Je suis de gauche démocrate anti-raciste et internationaliste. Tout devrait donc me pousser contre vous, et dans le camp du Bien, des belles personnes, des bienpensants, des honnêtes gens, des gens de bien, et pourtant : non. Eux aussi se proclament cependant de gauche, démocrates, anti-racistes, internationalistes. 

Je le répète, les honnêtes gens en mènent, des batailles. J'ai pu comprendre, au fil des années, et des défaites, qu'ils ne parlaient pas la même langue que moi. 

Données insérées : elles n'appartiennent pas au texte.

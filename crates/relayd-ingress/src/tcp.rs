//! TCP ingress: one listener per port in a configured range, forwarding raw bytes to
//! whatever tunnel the Registry has bound to that port. gRPC traffic is just TCP here
//! — no framing is imposed in either direction.

use std::net::SocketAddr;
use std::sync::Arc;

use bytes::Bytes;
use relayd_registry::Registry;
use tokio::io::{AsyncReadExt, AsyncWriteExt};
use tokio::net::{TcpListener, TcpStream};
use tracing::{debug, error, warn};

const BUFFER_SIZE: usize = 16 * 1024;

pub struct TcpIngress {
    registry: Arc<Registry>,
}

impl TcpIngress {
    pub fn new(registry: Arc<Registry>) -> Self {
        Self { registry }
    }

    /// Spawns one accept loop per port in `[start, end]`. Each loop runs until the
    /// process exits; a bind failure on one port logs and leaves the others running.
    pub fn spawn_listeners(self: Arc<Self>, start: u16, end: u16) {
        for port in start..=end {
            let ingress = self.clone();
            tokio::spawn(async move { ingress.listen_on(port).await });
        }
    }

    async fn listen_on(&self, port: u16) {
        let listener = match TcpListener::bind(("0.0.0.0", port)).await {
            Ok(listener) => listener,
            Err(e) => {
                error!(port, error = %e, "failed to bind tcp ingress listener");
                return;
            }
        };

        loop {
            match listener.accept().await {
                Ok((socket, peer_addr)) => {
                    let registry = self.registry.clone();
                    tokio::spawn(async move { handle_connection(socket, peer_addr, port, registry).await });
                }
                Err(e) => warn!(port, error = %e, "tcp ingress accept failed"),
            }
        }
    }
}

async fn handle_connection(mut socket: TcpStream, peer_addr: SocketAddr, port: u16, registry: Arc<Registry>) {
    let Some(binding) = registry.get_by_port(port) else {
        debug!(port, %peer_addr, "no tunnel bound to this port, closing");
        return;
    };

    let Some(session) = binding.mux_session() else {
        debug!(port, %peer_addr, "tunnel has no mux session yet, closing");
        return;
    };

    let mut mux_stream = match session.open() {
        Ok(mux_stream) => mux_stream,
        Err(e) => {
            debug!(port, %peer_addr, error = %e, "mux open failed, closing");
            return;
        }
    };

    let mut buf = vec![0u8; BUFFER_SIZE];
    loop {
        tokio::select! {
            result = socket.read(&mut buf) => {
                match result {
                    Ok(0) | Err(_) => {
                        mux_stream.close();
                        break;
                    }
                    Ok(n) => {
                        if mux_stream.send(Bytes::copy_from_slice(&buf[..n])).is_err() {
                            break;
                        }
                    }
                }
            }
            chunk = mux_stream.recv() => {
                let Some(data) = chunk else { break };
                if socket.write_all(&data).await.is_err() {
                    break;
                }
            }
        }
    }
}
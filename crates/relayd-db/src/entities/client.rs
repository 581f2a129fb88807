//! Durable client identity. Authoritative in storage; the core only ever reads it.

use sea_orm::entity::prelude::*;
use serde::{Deserialize, Serialize};
use std::collections::HashSet;

#[derive(Clone, Debug, PartialEq, DeriveEntityModel, Serialize, Deserialize)]
#[sea_orm(table_name = "clients")]
pub struct Model {
    #[sea_orm(primary_key, auto_increment = false)]
    pub id: Uuid,

    pub name: String,

    /// API token presented in the `auth` control message. Hashed at rest; lookups
    /// compare against the hash of the presented token, never the plaintext column.
    #[sea_orm(unique)]
    pub token_hash: String,

    pub max_tunnels: i32,

    /// Comma-separated allowlist of subdomains this client may request. Empty or
    /// NULL means any subdomain is permitted.
    #[sea_orm(column_type = "Text", nullable)]
    pub allowed_subdomains: Option<String>,

    /// "active" | "disabled"
    pub status: String,

    pub created_at: ChronoDateTimeUtc,
}

#[derive(Copy, Clone, Debug, EnumIter, DeriveRelation)]
pub enum Relation {
    #[sea_orm(has_many = "super::tunnel::Entity")]
    Tunnel,
}

impl Related<super::tunnel::Entity> for Entity {
    fn to() -> RelationDef {
        Relation::Tunnel.def()
    }
}

impl ActiveModelBehavior for ActiveModel {}

impl Model {
    pub fn allowed_subdomains_set(&self) -> HashSet<String> {
        self.allowed_subdomains
            .as_deref()
            .unwrap_or("")
            .split(',')
            .map(str::trim)
            .filter(|s| !s.is_empty())
            .map(str::to_string)
            .collect()
    }

    pub fn is_active(&self) -> bool {
        self.status == "active"
    }
}
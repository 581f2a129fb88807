//! In-memory index of active tunnels by subdomain, by public port, and by owning
//! client. A single reader-writer lock protects all three indices so that a
//! quiescent point always shows them mutually consistent.

use crate::binding::TunnelBinding;
use relayd_mux::MuxSession;
use std::collections::HashMap;
use std::sync::{Arc, RwLock};
use thiserror::Error;
use tracing::debug;

#[derive(Debug, Error, PartialEq, Eq)]
pub enum RegistryError {
    #[error("subdomain {0} is already registered")]
    SubdomainTaken(String),
    #[error("port {0} is already registered")]
    PortTaken(u16),
    #[error("no binding found for tunnel {0}")]
    NotFound(String),
}

#[derive(Default)]
struct Indices {
    by_tunnel_id: HashMap<String, Arc<TunnelBinding>>,
    by_subdomain: HashMap<String, Arc<TunnelBinding>>,
    by_port: HashMap<u16, Arc<TunnelBinding>>,
    by_client: HashMap<String, Vec<Arc<TunnelBinding>>>,
}

pub struct Registry {
    indices: RwLock<Indices>,
}

impl Default for Registry {
    fn default() -> Self {
        Self::new()
    }
}

impl Registry {
    pub fn new() -> Self {
        Self {
            indices: RwLock::new(Indices::default()),
        }
    }

    /// Inserts `binding` into every applicable index under one write-lock
    /// acquisition. Checks both uniqueness constraints before mutating anything, so a
    /// rejected registration leaves no partial state — in particular, a port
    /// conflict never lets a subdomain insert slip through.
    pub fn register(&self, binding: Arc<TunnelBinding>) -> Result<(), RegistryError> {
        let mut idx = self.indices.write().unwrap();

        if let Some(port) = binding.public_port {
            if idx.by_port.contains_key(&port) {
                return Err(RegistryError::PortTaken(port));
            }
        }
        if let Some(subdomain) = &binding.subdomain {
            if idx.by_subdomain.contains_key(subdomain) {
                return Err(RegistryError::SubdomainTaken(subdomain.clone()));
            }
        }

        if let Some(subdomain) = &binding.subdomain {
            idx.by_subdomain.insert(subdomain.clone(), binding.clone());
        }
        if let Some(port) = binding.public_port {
            idx.by_port.insert(port, binding.clone());
        }
        idx.by_client
            .entry(binding.client_id.clone())
            .or_default()
            .push(binding.clone());
        idx.by_tunnel_id.insert(binding.tunnel_id.clone(), binding);

        Ok(())
    }

    /// Removes `tunnel_id` from all three indices under the write lock, then — once
    /// the lock is released — closes its mux session if one was set. Closing happens
    /// outside the lock so that network I/O never blocks readers. Idempotent: calling
    /// this twice for an already-removed tunnel is a no-op the second time.
    pub fn unregister(&self, tunnel_id: &str) {
        let removed = {
            let mut idx = self.indices.write().unwrap();
            let Some(binding) = idx.by_tunnel_id.remove(tunnel_id) else {
                return;
            };
            if let Some(subdomain) = &binding.subdomain {
                idx.by_subdomain.remove(subdomain);
            }
            if let Some(port) = binding.public_port {
                idx.by_port.remove(&port);
            }
            if let Some(bindings) = idx.by_client.get_mut(&binding.client_id) {
                bindings.retain(|b| b.tunnel_id != tunnel_id);
                if bindings.is_empty() {
                    idx.by_client.remove(&binding.client_id);
                }
            }
            binding
        };

        debug!(tunnel_id, "unregistered tunnel binding");
        removed.close_mux_session();
    }

    pub fn get_by_subdomain(&self, subdomain: &str) -> Option<Arc<TunnelBinding>> {
        self.indices.read().unwrap().by_subdomain.get(subdomain).cloned()
    }

    pub fn get_by_port(&self, port: u16) -> Option<Arc<TunnelBinding>> {
        self.indices.read().unwrap().by_port.get(&port).cloned()
    }

    pub fn get_by_client(&self, client_id: &str) -> Vec<Arc<TunnelBinding>> {
        self.indices
            .read()
            .unwrap()
            .by_client
            .get(client_id)
            .cloned()
            .unwrap_or_default()
    }

    pub fn set_mux_session(
        &self,
        tunnel_id: &str,
        session: Arc<MuxSession>,
    ) -> Result<(), RegistryError> {
        let binding = {
            let idx = self.indices.read().unwrap();
            idx.by_tunnel_id
                .get(tunnel_id)
                .cloned()
                .ok_or_else(|| RegistryError::NotFound(tunnel_id.to_string()))?
        };
        binding
            .set_mux_session(session)
            .map_err(|_| RegistryError::NotFound(tunnel_id.to_string()))
    }

    pub fn count(&self) -> usize {
        self.indices.read().unwrap().by_tunnel_id.len()
    }
}

#[cfg(test)]
mod tests {
    use super::*;
    use relayd_proto::Protocol;

    fn http_binding(tunnel_id: &str, client_id: &str, subdomain: &str) -> Arc<TunnelBinding> {
        Arc::new(TunnelBinding::new(
            tunnel_id,
            client_id,
            Some(subdomain.to_string()),
            None,
            Protocol::Http,
        ))
    }

    fn tcp_binding(tunnel_id: &str, client_id: &str, port: u16) -> Arc<TunnelBinding> {
        Arc::new(TunnelBinding::new(tunnel_id, client_id, None, Some(port), Protocol::Tcp))
    }

    #[test]
    fn duplicate_subdomain_registration_fails_and_keeps_the_original() {
        let registry = Registry::new();
        registry.register(http_binding("t1", "c1", "myapp")).unwrap();

        let err = registry
            .register(http_binding("t2", "c2", "myapp"))
            .unwrap_err();
        assert_eq!(err, RegistryError::SubdomainTaken("myapp".to_string()));
        assert_eq!(registry.count(), 1);
        assert_eq!(registry.get_by_subdomain("myapp").unwrap().tunnel_id, "t1");
    }

    #[test]
    fn port_conflict_prevents_the_subdomain_insert_too() {
        let registry = Registry::new();
        registry.register(tcp_binding("t1", "c1", 30000)).unwrap();

        let conflicting = Arc::new(TunnelBinding::new(
            "t2",
            "c2",
            Some("should-not-register".into()),
            Some(30000),
            Protocol::Tcp,
        ));
        let err = registry.register(conflicting).unwrap_err();
        assert_eq!(err, RegistryError::PortTaken(30000));
        assert!(registry.get_by_subdomain("should-not-register").is_none());
        assert_eq!(registry.count(), 1);
    }

    #[test]
    fn unregister_removes_from_every_index() {
        let registry = Registry::new();
        registry.register(http_binding("t1", "c1", "myapp")).unwrap();
        registry.register(tcp_binding("t2", "c1", 30000)).unwrap();

        registry.unregister("t1");

        assert!(registry.get_by_subdomain("myapp").is_none());
        assert_eq!(registry.get_by_client("c1").len(), 1);
        assert_eq!(registry.count(), 1);
    }

    #[test]
    fn unregister_is_idempotent() {
        let registry = Registry::new();
        registry.register(http_binding("t1", "c1", "myapp")).unwrap();
        registry.unregister("t1");
        registry.unregister("t1");
        assert_eq!(registry.count(), 0);
    }

    #[test]
    fn get_by_client_reflects_all_active_bindings_for_that_client() {
        let registry = Registry::new();
        registry.register(http_binding("t1", "c1", "a")).unwrap();
        registry.register(http_binding("t2", "c1", "b")).unwrap();
        registry.register(http_binding("t3", "c2", "c")).unwrap();

        assert_eq!(registry.get_by_client("c1").len(), 2);
        assert_eq!(registry.get_by_client("c2").len(), 1);
    }
}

Ça a débuté comme ça : Edgar Morin était attaqué pour "incitation à la haine raciale". Et pourquoi pas Gandhi, tant qu'on y est ? D'autres affaires, innombrables, du même acabit, avant et après l'affaire Morin, firent monter la crispation. Le cas Dieudonné est exceptionnel : un métis qui se pense comme tel (donc un pont entre deux continents, deux cultures, donc une négation vivante du racisme) dont le patronyme est devenu synonyme de racisme, quoi de plus tragi-comique ? Mais l'histoire est pleine de ces grands renversements, de ces transferts. Il est facile d'accuser l'Autre d'être ce que nous ne voulons pas voir que nous sommes.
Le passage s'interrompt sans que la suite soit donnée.